Assigned task: For this exercise, restate word for word only the lines from the first line of the data to the line containing "detects the pink".

Task inputs Block Start

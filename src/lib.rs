//! Dataset preprocessing and training-curve rendering for hand-sign image classifiers.
//!
//! This crate bundles two independent batch utilities:
//!
//! - A marker-crop transform ([`pipeline::Preprocessor`]) that detects the pink
//!   marker region in each photograph of a class-labelled dataset, crops a padded
//!   bounding box around it, resizes the crop to a fixed resolution, and writes
//!   the result into a mirrored output directory tree.
//! - A training-curve renderer ([`chart`]) that turns per-epoch accuracy and loss
//!   sequences into a two-panel chart image with the best validation epoch
//!   annotated on each panel.
//!
//! The two pipelines share no state; each is a straight-line transform over
//! `image`/`imageproc` primitives.

pub mod chart;
pub mod core;
pub mod pipeline;
pub mod processors;
pub mod utils;

pub use chart::{BestEpoch, ChartStyle, TrainingHistory};
pub use core::{PrepError, PrepResult};
pub use pipeline::{PreprocessConfig, PreprocessSummary, Preprocessor};
pub use processors::{HsvRange, MarkerBox, detect_marker};
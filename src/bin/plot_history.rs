//! Training-curve rendering CLI.
//!
//! Reads a JSON training history with the keys `accuracy`, `val_accuracy`,
//! `loss`, and `val_loss`, and renders a two-panel chart with the best
//! validation epoch annotated on each panel.
//!
//! # Usage
//!
//! ```bash
//! plot-history <HISTORY_JSON> <OUTPUT_IMAGE> [--title TITLE]
//! ```
//!
//! A history with a missing or mismatched metric sequence aborts with a
//! non-zero exit status.

use std::path::PathBuf;

use clap::Parser;
use sign_prep::chart::{self, ChartStyle, TrainingHistory};

/// Command-line arguments for the chart render.
#[derive(Parser)]
#[command(name = "plot-history")]
#[command(about = "Render training/validation accuracy and loss curves to an image")]
struct Args {
    /// Path to the JSON training history file
    history: PathBuf,

    /// Path of the output chart image (extension selects the format)
    output: PathBuf,

    /// Title drawn above both panels
    #[arg(long, default_value = "Training and Validation Accuracy & Loss")]
    title: String,
}

fn main() -> Result<(), Box<dyn std::error::Error>> {
    sign_prep::utils::init_tracing();
    let args = Args::parse();

    let raw = std::fs::read_to_string(&args.history)?;
    let history: TrainingHistory = serde_json::from_str(&raw)?;

    let style = ChartStyle {
        title: args.title,
        ..Default::default()
    };
    chart::render_history_to_file(&history, &style, &args.output)?;
    Ok(())
}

Task inputs Block End

Task response:
filename src/lib.rs
//! Dataset preprocessing and training-curve rendering for hand-sign image classifiers.
//!
//! This crate bundles two independent batch utilities:
//!
//! - A marker-crop transform ([`pipeline::Preprocessor`]) that detects the pink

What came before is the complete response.